Return copies of the lines below that mention "found".
--- Supplied records Enclosed Below ---
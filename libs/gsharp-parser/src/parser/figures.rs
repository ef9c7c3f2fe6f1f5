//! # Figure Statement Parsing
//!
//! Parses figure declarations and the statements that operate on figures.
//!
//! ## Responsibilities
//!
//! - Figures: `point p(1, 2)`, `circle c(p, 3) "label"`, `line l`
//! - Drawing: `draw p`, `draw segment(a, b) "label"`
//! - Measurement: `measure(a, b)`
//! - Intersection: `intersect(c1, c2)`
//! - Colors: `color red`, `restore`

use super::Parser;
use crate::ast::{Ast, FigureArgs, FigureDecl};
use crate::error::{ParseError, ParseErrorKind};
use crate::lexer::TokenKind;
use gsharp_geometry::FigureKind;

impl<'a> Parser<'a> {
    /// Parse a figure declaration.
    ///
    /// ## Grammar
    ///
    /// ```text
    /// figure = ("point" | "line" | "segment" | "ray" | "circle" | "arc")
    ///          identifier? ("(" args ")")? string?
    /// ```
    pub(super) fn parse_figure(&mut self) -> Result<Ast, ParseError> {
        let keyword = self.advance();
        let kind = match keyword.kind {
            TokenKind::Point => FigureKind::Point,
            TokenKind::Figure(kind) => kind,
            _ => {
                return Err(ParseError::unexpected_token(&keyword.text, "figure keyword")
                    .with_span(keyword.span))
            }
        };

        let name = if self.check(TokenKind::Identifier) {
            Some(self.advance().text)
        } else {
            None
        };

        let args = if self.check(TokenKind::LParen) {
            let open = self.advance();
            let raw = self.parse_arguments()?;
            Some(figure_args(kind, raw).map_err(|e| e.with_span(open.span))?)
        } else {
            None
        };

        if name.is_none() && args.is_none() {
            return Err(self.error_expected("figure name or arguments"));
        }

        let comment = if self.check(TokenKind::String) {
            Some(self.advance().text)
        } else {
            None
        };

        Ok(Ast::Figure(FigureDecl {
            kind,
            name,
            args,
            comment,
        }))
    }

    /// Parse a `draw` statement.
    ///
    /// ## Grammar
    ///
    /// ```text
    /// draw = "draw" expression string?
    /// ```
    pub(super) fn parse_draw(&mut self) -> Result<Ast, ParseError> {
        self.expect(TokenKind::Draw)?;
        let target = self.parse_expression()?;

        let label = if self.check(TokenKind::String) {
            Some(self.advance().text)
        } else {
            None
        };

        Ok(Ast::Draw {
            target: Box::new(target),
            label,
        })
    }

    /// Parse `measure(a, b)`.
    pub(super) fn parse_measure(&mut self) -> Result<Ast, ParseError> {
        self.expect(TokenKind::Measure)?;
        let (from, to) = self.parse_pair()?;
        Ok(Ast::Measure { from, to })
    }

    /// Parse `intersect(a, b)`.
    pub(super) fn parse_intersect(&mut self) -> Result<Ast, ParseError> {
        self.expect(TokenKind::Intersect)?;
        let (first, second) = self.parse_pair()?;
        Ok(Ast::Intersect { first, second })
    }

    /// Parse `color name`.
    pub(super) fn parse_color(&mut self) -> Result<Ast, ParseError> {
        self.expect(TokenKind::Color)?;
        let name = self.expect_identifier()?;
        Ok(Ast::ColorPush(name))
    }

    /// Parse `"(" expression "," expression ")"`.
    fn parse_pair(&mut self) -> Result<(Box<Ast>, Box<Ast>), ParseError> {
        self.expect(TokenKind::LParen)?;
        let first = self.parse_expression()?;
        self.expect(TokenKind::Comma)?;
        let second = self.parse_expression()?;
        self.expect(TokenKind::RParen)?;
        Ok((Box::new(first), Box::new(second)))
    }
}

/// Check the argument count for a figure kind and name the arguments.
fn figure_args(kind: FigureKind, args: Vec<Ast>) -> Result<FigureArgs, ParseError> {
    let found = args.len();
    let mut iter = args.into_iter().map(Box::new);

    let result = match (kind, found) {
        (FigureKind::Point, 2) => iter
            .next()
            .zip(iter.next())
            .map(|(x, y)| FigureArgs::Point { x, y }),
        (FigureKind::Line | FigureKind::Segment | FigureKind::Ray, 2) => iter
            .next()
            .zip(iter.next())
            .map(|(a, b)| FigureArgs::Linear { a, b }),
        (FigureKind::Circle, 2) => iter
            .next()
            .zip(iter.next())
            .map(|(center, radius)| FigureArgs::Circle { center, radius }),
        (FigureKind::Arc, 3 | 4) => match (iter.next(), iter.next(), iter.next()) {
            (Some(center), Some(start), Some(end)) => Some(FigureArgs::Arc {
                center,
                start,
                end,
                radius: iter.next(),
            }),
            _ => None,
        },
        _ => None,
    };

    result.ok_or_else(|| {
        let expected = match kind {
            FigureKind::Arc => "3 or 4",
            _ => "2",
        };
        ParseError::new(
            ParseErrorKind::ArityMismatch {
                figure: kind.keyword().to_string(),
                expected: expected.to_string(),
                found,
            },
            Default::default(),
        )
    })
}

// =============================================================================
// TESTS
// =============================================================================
--- End of Enclosed Supplied records ---
● Response to this exercise
    let found = args.len();
    let result = match (kind, found) {
                found,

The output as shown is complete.